§ DIRECTIONS FOR THIS TASK
Set down exactly the first line of the entries and every line after it, through the line with "use crate::backend::types::Product;".

§ Dataset entries
★ ★ ★ ★ ★
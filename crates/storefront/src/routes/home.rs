//! Home page route handler.

use askama::Template;
use askama_web::WebTemplate;
use axum::{Extension, extract::State, response::IntoResponse};
use tracing::instrument;

use crate::backend::types::Product;
use crate::filters;
use crate::middleware::Tenant;
use crate::routes::{PageShell, slot_props};
use crate::state::AppState;

// =============================================================================
// Product and Image Views
// =============================================================================

/// Product display data for templates.
#[derive(Clone)]
pub struct ProductView {
    pub handle: String,
    pub title: String,
    pub price: String,
    pub compare_at_price: Option<String>,
    pub featured_image: Option<ImageView>,
    pub product_type: Option<String>,
}

/// Image display data for templates.
#[derive(Clone)]
pub struct ImageView {
    pub url: String,
    pub alt: String,
}

impl From<&Product> for ProductView {
    fn from(product: &Product) -> Self {
        let featured_image = product.featured_image().map(|img| ImageView {
            url: img.url.clone(),
            alt: img.alt_text.clone().unwrap_or_default(),
        });

        Self {
            handle: product.handle.to_string(),
            title: product.title.clone(),
            price: product.price.display(),
            compare_at_price: product.compare_at_price.map(|p| p.display()),
            featured_image,
            product_type: product.product_type.clone(),
        }
    }
}

// =============================================================================
// Home Page
// =============================================================================

/// Home page template.
#[derive(Template, WebTemplate)]
#[template(path = "home.html")]
pub struct HomeTemplate {
    /// Store display name.
    pub store_name: String,
    /// Themed page chrome.
    pub shell: PageShell,
    /// Hero slot, resolved per store theme.
    pub hero_html: String,
    /// Testimonials slot, deferred behind a placeholder.
    pub testimonials_html: String,
    /// Featured products for the grid.
    pub featured_products: Vec<ProductView>,
}

/// Number of products to show on the home page.
const FEATURED_PRODUCTS: i64 = 8;

/// Display the home page.
#[instrument(skip(state, tenant), fields(store = %tenant.key.store_id))]
pub async fn home(
    State(state): State<AppState>,
    Extension(tenant): Extension<Tenant>,
) -> impl IntoResponse {
    let binding = tenant.binding(&state);
    let props = slot_props(&tenant);

    let shell = PageShell::resolve(&binding, &tenant).await;
    let hero_html = binding.slot("Hero", &props).await;
    // Below the fold; swapped in once the page is interactive. Crawlers get
    // the static placeholder shape.
    let testimonials_html = binding.placeholder("Testimonials");

    let featured_products = state
        .backend()
        .get_products(Some(FEATURED_PRODUCTS))
        .await
        .map_or_else(
            |e| {
                tracing::error!("Failed to fetch featured products: {e}");
                Vec::new()
            },
            |products| products.iter().map(ProductView::from).collect(),
        );

    HomeTemplate {
        store_name: tenant.store_name.clone(),
        shell,
        hero_html,
        testimonials_html,
        featured_products,
    }
}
★ ★ ★ ★ ★
§ COMPLETED TASK
filename crates/storefront/src/routes/home.rs
//! Home page route handler.

use askama::Template;
use askama_web::WebTemplate;
use axum::{Extension, extract::State, response::IntoResponse};
use tracing::instrument;

use crate::backend::types::Product;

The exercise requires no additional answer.